New ColdLock Ransomware Strikes in Taiwan

A seemingly new strain of ransomware was used in early May 2020 in at attack on Taiwanese organizations. It appears that the ransomware is member of an entirely new family, as it only bears minor similarities to existing ransomwares. Researchers have named the new strain ColdLock.

ColdLock - A Ransomware Threat with Some Familiar Tricks

The attack affected exclusively organizations located in Taiwan and there is no evidence of any victims outside of the few that were specifically targeted in the attack. The infiltration vector is not clear yet but experts believe the bad actors took over their victims’ MS Active Directory servers and managed to modify group policies and sneak the payload onto the systems.

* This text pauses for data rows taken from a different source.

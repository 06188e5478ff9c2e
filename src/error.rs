//! Error types for distlink
//!
//! Uses `thiserror` for a closed error enum. Every variant that concerns
//! concrete filesystem paths carries them, so callers can map errors to
//! diagnostics and exit codes without parsing display strings.

use std::path::PathBuf;
use thiserror::Error;

/// Result type alias for distlink operations
pub type DistlinkResult<T> = Result<T, DistlinkError>;

/// Main error type for distlink operations
#[derive(Error, Debug)]
pub enum DistlinkError {
    /// One or more pairing sources do not exist. Detected before any walk.
    #[error("source path(s) not found: {}", join_paths(.paths))]
    MissingSource { paths: Vec<PathBuf> },

    /// An output path coincides with a declared input path. Pre-flight.
    #[error("output would overwrite input: {}", join_paths(.paths))]
    Overlap { paths: Vec<PathBuf> },

    /// Two logical outputs (including synthesized map paths) collide. Pre-flight.
    #[error("duplicate output path(s): {}", join_paths(.paths))]
    DuplicateOutput { paths: Vec<PathBuf> },

    /// The external transform capability failed for a file. Propagated unmodified.
    #[error("transform failed for {path}: {message}")]
    Transform { path: PathBuf, message: String },

    /// A filesystem operation failed at a known path.
    #[error("filesystem error at {path}: {source}")]
    Filesystem {
        path: PathBuf,
        #[source]
        source: std::io::Error,
    },

    /// IO error without a more specific path context
    #[error("IO error: {0}")]
    Io(#[from] std::io::Error),

    /// A `SRC:DST` pairing argument that could not be split
    #[error("invalid pairing '{spec}': expected SRC:DST")]
    InvalidPairing { spec: String },

    /// A `--option` argument that could not be split into KEY=VALUE
    #[error("invalid option '{spec}': expected KEY=VALUE")]
    InvalidOption { spec: String },

    /// Configuration file could not be read or parsed
    #[error("invalid config {path}: {message}")]
    Config { path: PathBuf, message: String },
}

impl DistlinkError {
    /// Stable machine-readable discriminant for CLI/json consumers.
    pub fn kind(&self) -> &'static str {
        match self {
            Self::MissingSource { .. } => "missing-source",
            Self::Overlap { .. } => "overlap",
            Self::DuplicateOutput { .. } => "duplicate-output",
            Self::Transform { .. } => "transform",
            Self::Filesystem { .. } | Self::Io(_) => "filesystem",
            Self::InvalidPairing { .. } => "invalid-pairing",
            Self::InvalidOption { .. } => "invalid-option",
            Self::Config { .. } => "config",
        }
    }

    /// Offending paths, for diagnostics. Empty when the error has none.
    pub fn paths(&self) -> Vec<PathBuf> {
        match self {
            Self::MissingSource { paths }
            | Self::Overlap { paths }
            | Self::DuplicateOutput { paths } => paths.clone(),
            Self::Transform { path, .. }
            | Self::Filesystem { path, .. }
            | Self::Config { path, .. } => vec![path.clone()],
            Self::Io(_) | Self::InvalidPairing { .. } | Self::InvalidOption { .. } => Vec::new(),
        }
    }

    /// Process exit code for the binary. Pre-flight and runtime failures get
    /// distinct codes so CI can tell them apart.
    pub fn exit_code(&self) -> i32 {
        match self {
            Self::MissingSource { .. } => 10,
            Self::Overlap { .. } => 11,
            Self::DuplicateOutput { .. } => 12,
            Self::Transform { .. } => 13,
            Self::Filesystem { .. } | Self::Io(_) => 14,
            Self::InvalidPairing { .. } | Self::InvalidOption { .. } | Self::Config { .. } => 2,
        }
    }
}

fn join_paths(paths: &[PathBuf]) -> String {
    paths
        .iter()
        .map(|p| p.display().to_string())
        .collect::<Vec<_>>()
        .join(", ")
}

/// Wrap an IO error with the path it happened at.
pub fn fs_err(path: &std::path::Path, source: std::io::Error) -> DistlinkError {
    DistlinkError::Filesystem {
        path: path.to_path_buf(),
        source,
    }
}
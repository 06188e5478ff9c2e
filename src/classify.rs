//! Tree classifier
//!
//! Stage 1 of a sync run: expand every pairing into the three work buckets
//! (directories to create, files to transform, files to copy) without writing
//! anything. Sibling entries are classified in parallel and merged; the merge
//! is plain concatenation, so ordering never matters downstream.

use std::collections::BTreeSet;
use std::ffi::OsString;
use std::fs;
use std::path::{Path, PathBuf};

use rayon::prelude::*;

use crate::config::Config;
use crate::error::{fs_err, DistlinkError, DistlinkResult};
use crate::probe::stat;

/// One source → destination mapping supplied by the caller.
#[derive(Debug, Clone, PartialEq, Eq)]
pub struct Pairing {
    pub source: PathBuf,
    pub destination: PathBuf,
}

impl Pairing {
    pub fn new(source: impl Into<PathBuf>, destination: impl Into<PathBuf>) -> Self {
        Self {
            source: source.into(),
            destination: destination.into(),
        }
    }

    /// Parse a `SRC:DST` command-line argument.
    pub fn parse(spec: &str) -> DistlinkResult<Self> {
        match spec.split_once(':') {
            Some((src, dst)) if !src.is_empty() && !dst.is_empty() => {
                Ok(Self::new(src, dst))
            }
            _ => Err(DistlinkError::InvalidPairing {
                spec: spec.to_string(),
            }),
        }
    }
}

/// A single file scheduled for transfer or transformation.
#[derive(Debug, Clone, PartialEq, Eq)]
pub struct WorkItem {
    pub source: PathBuf,
    pub destination: PathBuf,
}

/// Aggregated result of classifying all pairings.
#[derive(Debug, Clone, Default)]
pub struct Classification {
    /// Destination directories to create, parents included.
    pub directories: BTreeSet<PathBuf>,
    /// Files routed through the transform capability.
    pub transforms: Vec<WorkItem>,
    /// Files copied or linked verbatim.
    pub copies: Vec<WorkItem>,
}

impl Classification {
    /// Unordered merge; bucket membership is all that matters.
    pub fn merge(&mut self, other: Classification) {
        self.directories.extend(other.directories);
        self.transforms.extend(other.transforms);
        self.copies.extend(other.copies);
    }

    pub fn file_count(&self) -> usize {
        self.transforms.len() + self.copies.len()
    }

    fn file(source: PathBuf, destination: PathBuf, config: &Config) -> Self {
        let mut out = Self::default();
        let item = WorkItem {
            source: source.clone(),
            destination,
        };
        if config.is_transformable(&source) {
            out.transforms.push(item);
        } else {
            out.copies.push(item);
        }
        out
    }
}

/// Classify every pairing, validating all sources up front.
///
/// Every missing source is collected into a single error before any walk
/// begins, so the caller sees the full list rather than the first casualty.
pub fn classify_all(pairings: &[Pairing], config: &Config) -> DistlinkResult<Classification> {
    let missing: Vec<PathBuf> = pairings
        .iter()
        .filter(|p| fs::metadata(&p.source).is_err())
        .map(|p| p.source.clone())
        .collect();
    if !missing.is_empty() {
        return Err(DistlinkError::MissingSource { paths: missing });
    }

    pairings
        .par_iter()
        .map(|p| classify_pairing(p, config))
        .try_reduce(Classification::default, |mut acc, next| {
            acc.merge(next);
            Ok(acc)
        })
}

/// Classify one pairing. A file source lands straight in a bucket with no
/// directory entry; a directory source is walked recursively.
pub fn classify_pairing(pairing: &Pairing, config: &Config) -> DistlinkResult<Classification> {
    let meta = stat(&pairing.source)?;
    if meta.is_dir() {
        classify_tree(&pairing.source, &pairing.destination, config)
    } else {
        Ok(Classification::file(
            pairing.source.clone(),
            pairing.destination.clone(),
            config,
        ))
    }
}

fn classify_tree(source: &Path, destination: &Path, config: &Config) -> DistlinkResult<Classification> {
    let mut out = Classification::default();
    out.directories.insert(destination.to_path_buf());

    let mut names: Vec<OsString> = Vec::new();
    for entry in fs::read_dir(source).map_err(|e| fs_err(source, e))? {
        let entry = entry.map_err(|e| fs_err(source, e))?;
        names.push(entry.file_name());
    }

    // One task per child entry; symlinks are followed, so a link to a
    // directory is walked like a directory.
    let children = names
        .par_iter()
        .map(|name| {
            let child_src = source.join(name);
            let child_dst = destination.join(name);
            let meta = stat(&child_src)?;
            if meta.is_dir() {
                classify_tree(&child_src, &child_dst, config)
            } else {
                Ok(Classification::file(child_src, child_dst, config))
            }
        })
        .try_reduce(Classification::default, |mut acc, next| {
            acc.merge(next);
            Ok(acc)
        })?;

    out.merge(children);
    Ok(out)
}
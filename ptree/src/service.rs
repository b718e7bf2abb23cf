//! Pinger service core logic.
//!
//! Wires the pieces together: decode the image, build the animation,
//! size the work queue, then run the scheduler against the worker pool
//! until shutdown is requested, run-once mode completes, or a worker
//! fails fatally.

use std::path::PathBuf;
use std::time::Duration;

use rand::SeedableRng;
use rand::rngs::StdRng;
use tokio_util::sync::CancellationToken;
use tracing::{error, info, warn};

use ptree_core::{
    Animation, Frame, FrameBuilder, PacketTemplate, PtreeError, PtreeResult, Scheduler, WorkQueue,
    WorkerPool,
};

use crate::config::PtreeConfig;
use crate::decode::{DecodedImage, decode_path};

/// How long workers get to flush the queue after shutdown.
const SHUTDOWN_GRACE: Duration = Duration::from_secs(1);

// ── PtreeService ─────────────────────────────────────────────────

/// The top-level pinger service.
pub struct PtreeService {
    config: PtreeConfig,
    shutdown: CancellationToken,
}

impl PtreeService {
    /// Create a new service with the given config.
    pub fn new(config: PtreeConfig) -> Self {
        Self {
            config,
            shutdown: CancellationToken::new(),
        }
    }

    /// Obtain a handle that stops the service when cancelled.
    pub fn stop_handle(&self) -> CancellationToken {
        self.shutdown.clone()
    }

    /// Signal the service to stop.
    pub fn stop(&self) {
        self.shutdown.cancel();
    }

    /// Whether shutdown has been requested.
    pub fn is_stopping(&self) -> bool {
        self.shutdown.is_cancelled()
    }

    /// Run the service until stopped.
    ///
    /// Setup failures (bad config, undecodable image, unsupported
    /// backend) and fatal worker failures are returned as errors.
    pub async fn run(&self) -> PtreeResult<()> {
        self.config.validate()?;
        let opener = self.config.opener()?;

        let path = self.image_path()?;
        let decoded = decode_path(&path)?;
        let (width, height) = decoded.dimensions();
        info!("image bounds: {width} {height}");

        let animation = self.build_animation(decoded)?;
        let capacity = animation.largest_frame();
        info!(
            frames = animation.len(),
            pixels = animation.total_addrs(),
            "queue length: {capacity}"
        );

        let (producer, consumer) = WorkQueue::bounded(capacity);
        let packet = PacketTemplate::echo_request();
        let pool = WorkerPool::spawn(self.config.transmit.workers, opener, packet, consumer);

        let scheduler = Scheduler::new(
            animation,
            producer,
            self.config.redraw_interval(),
            self.shutdown.clone(),
        )
        .run_once(self.config.playback.once);
        let scheduler = tokio::spawn(scheduler.run());

        let mut pool_done = std::pin::pin!(pool.join(&self.shutdown));
        tokio::select! {
            result = &mut pool_done => {
                let stats = result?;
                info!(?stats, "all workers stopped");
            }
            _ = self.shutdown.cancelled() => {
                match tokio::time::timeout(SHUTDOWN_GRACE, &mut pool_done).await {
                    Ok(Ok(stats)) => info!(?stats, "workers flushed"),
                    Ok(Err(e)) => return Err(e),
                    Err(_) => warn!("workers did not flush within {SHUTDOWN_GRACE:?}"),
                }
            }
        }

        match scheduler.await {
            Ok(Ok(stats)) => info!(?stats, "scheduler stopped"),
            Ok(Err(e)) => {
                error!("scheduler failed: {e}");
                return Err(e);
            }
            Err(e) => return Err(PtreeError::Other(format!("scheduler panicked: {e}"))),
        }

        info!("exiting...");
        Ok(())
    }

    // ── Internal ─────────────────────────────────────────────────

    fn image_path(&self) -> PtreeResult<PathBuf> {
        self.config
            .image
            .path
            .clone()
            .ok_or_else(|| PtreeError::InvalidConfig("the image path must be provided".into()))
    }

    /// Encode every decoded raster and pair it with its delay.
    fn build_animation(&self, decoded: DecodedImage) -> PtreeResult<Animation> {
        let prefix = self.config.prefix()?;
        let encoding = self.config.encoding();
        let builder = FrameBuilder::new(encoding.as_ref(), prefix)
            .with_offset(self.config.image.x, self.config.image.y);

        let mut rng = match self.config.playback.seed {
            Some(seed) => StdRng::seed_from_u64(seed),
            None => StdRng::from_entropy(),
        };

        let frames: Vec<Frame> = decoded
            .frames
            .iter()
            .map(|img| builder.build(img, &mut rng))
            .collect();

        info!(encoding = encoding.name(), %prefix, "built {} frame(s)", frames.len());
        Ok(Animation::new(
            frames,
            decoded.delays,
            self.config.redraw_interval(),
        ))
    }
}

// ── Tests ────────────────────────────────────────────────────────
//! Configuration for the pixel tree pinger.

use std::net::Ipv6Addr;
use std::path::{Path, PathBuf};
use std::sync::Arc;
use std::time::Duration;

use serde::{Deserialize, Serialize};

use ptree_core::encoding::{DEFAULT_MAX_HEIGHT, DEFAULT_MAX_WIDTH, TEXT_SEGMENT_LIMIT};
use ptree_core::{
    AddressEncoding, ByteOffset, ChannelOpener, IcmpSocketOpener, PtreeError, PtreeResult,
    SocketType, TextSegment,
};

/// Top-level configuration loaded from a TOML file.
#[derive(Debug, Clone, Default, Serialize, Deserialize)]
#[serde(default)]
pub struct PtreeConfig {
    /// Target display.
    pub display: DisplayConfig,
    /// Source image and placement.
    pub image: ImageConfig,
    /// Redraw timing.
    pub playback: PlaybackConfig,
    /// Packet senders.
    pub transmit: TransmitConfig,
    /// Logging settings.
    pub logging: LoggingConfig,
}

/// Display configuration.
#[derive(Debug, Clone, Serialize, Deserialize)]
#[serde(default)]
pub struct DisplayConfig {
    /// Destination network of the pixel tree.
    pub dst_net: String,
    /// Address layout understood by the display.
    pub encoding: EncodingKind,
    /// Display width (text-segment layout only).
    pub max_width: u32,
    /// Display height (text-segment layout only).
    pub max_height: u32,
}

/// Address layout selection.
#[derive(Debug, Clone, Copy, PartialEq, Eq, Default, Serialize, Deserialize, clap::ValueEnum)]
#[serde(rename_all = "kebab-case")]
pub enum EncodingKind {
    /// Binary x/y/bgra in the low 64 bits.
    #[default]
    ByteOffset,
    /// Decimal x/y and hex colour groups.
    TextSegment,
}

/// Image configuration.
#[derive(Debug, Clone, Default, Serialize, Deserialize)]
#[serde(default)]
pub struct ImageConfig {
    /// Image or animated GIF to draw.
    pub path: Option<PathBuf>,
    /// Horizontal placement offset.
    pub x: i64,
    /// Vertical placement offset.
    pub y: i64,
}

/// Playback configuration.
#[derive(Debug, Clone, Serialize, Deserialize)]
#[serde(default)]
pub struct PlaybackConfig {
    /// Redraws per second.
    pub rate: u32,
    /// Stop after one pass over all frames.
    pub once: bool,
    /// Fixed shuffle seed; random when unset.
    pub seed: Option<u64>,
}

/// Transmission configuration.
#[derive(Debug, Clone, Serialize, Deserialize)]
#[serde(default)]
pub struct TransmitConfig {
    /// Number of concurrent senders.
    pub workers: usize,
    /// Which sender to use.
    pub backend: Backend,
    /// Outgoing interface for the pcap / PF_RING senders.
    pub interface: String,
    /// ICMPv6 socket type for the socket sender.
    pub socket_type: SocketKind,
}

/// Packet sender selection.
#[derive(Debug, Clone, Copy, PartialEq, Eq, Default, Serialize, Deserialize)]
#[serde(rename_all = "kebab-case")]
pub enum Backend {
    #[default]
    Socket,
    Pcap,
    PfRing,
}

impl Backend {
    pub fn name(self) -> &'static str {
        match self {
            Backend::Socket => "socket",
            Backend::Pcap => "pcap",
            Backend::PfRing => "pf-ring",
        }
    }
}

/// ICMPv6 socket flavour.
#[derive(Debug, Clone, Copy, PartialEq, Eq, Default, Serialize, Deserialize)]
#[serde(rename_all = "kebab-case")]
pub enum SocketKind {
    #[default]
    Raw,
    Dgram,
}

/// Logging settings.
#[derive(Debug, Clone, Serialize, Deserialize)]
#[serde(default)]
pub struct LoggingConfig {
    /// Log level: "trace", "debug", "info", "warn", "error".
    pub level: String,
}

// ── Defaults ─────────────────────────────────────────────────────

impl Default for DisplayConfig {
    fn default() -> Self {
        Self {
            dst_net: "2001:610:1908:a000::".into(),
            encoding: EncodingKind::ByteOffset,
            max_width: DEFAULT_MAX_WIDTH,
            max_height: DEFAULT_MAX_HEIGHT,
        }
    }
}

impl Default for PlaybackConfig {
    fn default() -> Self {
        Self {
            rate: 5,
            once: false,
            seed: None,
        }
    }
}

impl Default for TransmitConfig {
    fn default() -> Self {
        Self {
            workers: 1,
            backend: Backend::Socket,
            interface: String::new(),
            socket_type: SocketKind::Raw,
        }
    }
}

impl Default for LoggingConfig {
    fn default() -> Self {
        Self {
            level: "info".into(),
        }
    }
}

// ── Loading ──────────────────────────────────────────────────────

impl PtreeConfig {
    /// Load configuration from a TOML file.
    ///
    /// A missing file yields the defaults. A file that exists but cannot
    /// be read or parsed is an error.
    pub fn load(path: &Path) -> PtreeResult<Self> {
        let contents = match std::fs::read_to_string(path) {
            Ok(contents) => contents,
            Err(e) if e.kind() == std::io::ErrorKind::NotFound => return Ok(Self::default()),
            Err(e) => {
                return Err(PtreeError::InvalidConfig(format!(
                    "cannot read {}: {e}",
                    path.display()
                )));
            }
        };
        toml::from_str(&contents)
            .map_err(|e| PtreeError::InvalidConfig(format!("{}: {e}", path.display())))
    }

    // ── Validation ───────────────────────────────────────────────

    /// Check everything that can be checked before touching the network.
    pub fn validate(&self) -> PtreeResult<()> {
        if self.playback.rate == 0 {
            return Err(PtreeError::InvalidConfig("rate must be at least 1".into()));
        }
        if self.transmit.workers == 0 {
            return Err(PtreeError::InvalidConfig(
                "workers must be at least 1".into(),
            ));
        }
        if self.display.encoding == EncodingKind::TextSegment
            && (self.display.max_width > TEXT_SEGMENT_LIMIT
                || self.display.max_height > TEXT_SEGMENT_LIMIT)
        {
            return Err(PtreeError::InvalidConfig(format!(
                "text-segment display is limited to {TEXT_SEGMENT_LIMIT}x{TEXT_SEGMENT_LIMIT}"
            )));
        }
        self.prefix()?;
        Ok(())
    }

    /// Parsed destination network.
    pub fn prefix(&self) -> PtreeResult<Ipv6Addr> {
        self.display
            .dst_net
            .parse()
            .map_err(|e: std::net::AddrParseError| PtreeError::InvalidPrefix {
                input: self.display.dst_net.clone(),
                reason: e.to_string(),
            })
    }

    /// The selected address layout.
    pub fn encoding(&self) -> Arc<dyn AddressEncoding> {
        match self.display.encoding {
            EncodingKind::ByteOffset => Arc::new(ByteOffset),
            EncodingKind::TextSegment => {
                Arc::new(TextSegment::new(self.display.max_width, self.display.max_height))
            }
        }
    }

    /// The selected packet sender.
    ///
    /// pcap and PF_RING senders live outside this binary; selecting one
    /// is a setup error.
    pub fn opener(&self) -> PtreeResult<Arc<dyn ChannelOpener>> {
        match self.transmit.backend {
            Backend::Socket => {
                let socket_type = match self.transmit.socket_type {
                    SocketKind::Raw => SocketType::Raw,
                    SocketKind::Dgram => SocketType::Dgram,
                };
                Ok(Arc::new(IcmpSocketOpener::new(socket_type)))
            }
            backend => Err(PtreeError::UnsupportedBackend {
                backend: backend.name(),
                interface: self.transmit.interface.clone(),
            }),
        }
    }

    /// Interval between redraw passes.
    pub fn redraw_interval(&self) -> Duration {
        ptree_core::redraw_interval(self.playback.rate)
    }
}

// ── Tests ────────────────────────────────────────────────────────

Even though researchers consider the new ColdLock ransomware a separate strain, they also pointed out that there are certain similarities between ColdLock and existing ransomwares, namely the Freezing ransomware, LockerGoga and the open-sourced EDA2 ransomware, which itself was based on HiddenTear. The new ransomware shares the same encrypted file extension with LockerGoga (.locked) but this extension is not exclusive to LockerGoga and is shared by a number of other threats. The connection to Freezing is much more reliable as ColdLock uses a similar method of spreading itself over infected networks and has similarities in its module architecture.

ColdLock's payload is delivered as a .NET executable, packed and encrypted with ConfuserEx. The ransomware carries out a number of checks and preparation routines, checking if it has already infected the system and shutting down a number of processes and services. The list of extensions that ColdLock encrypts varies significantly and depends on a number of different checks and criteria that the ransomware determines on the fly. The ransom note appears in a number of different locations on the infected systems, including the desktop and startup items.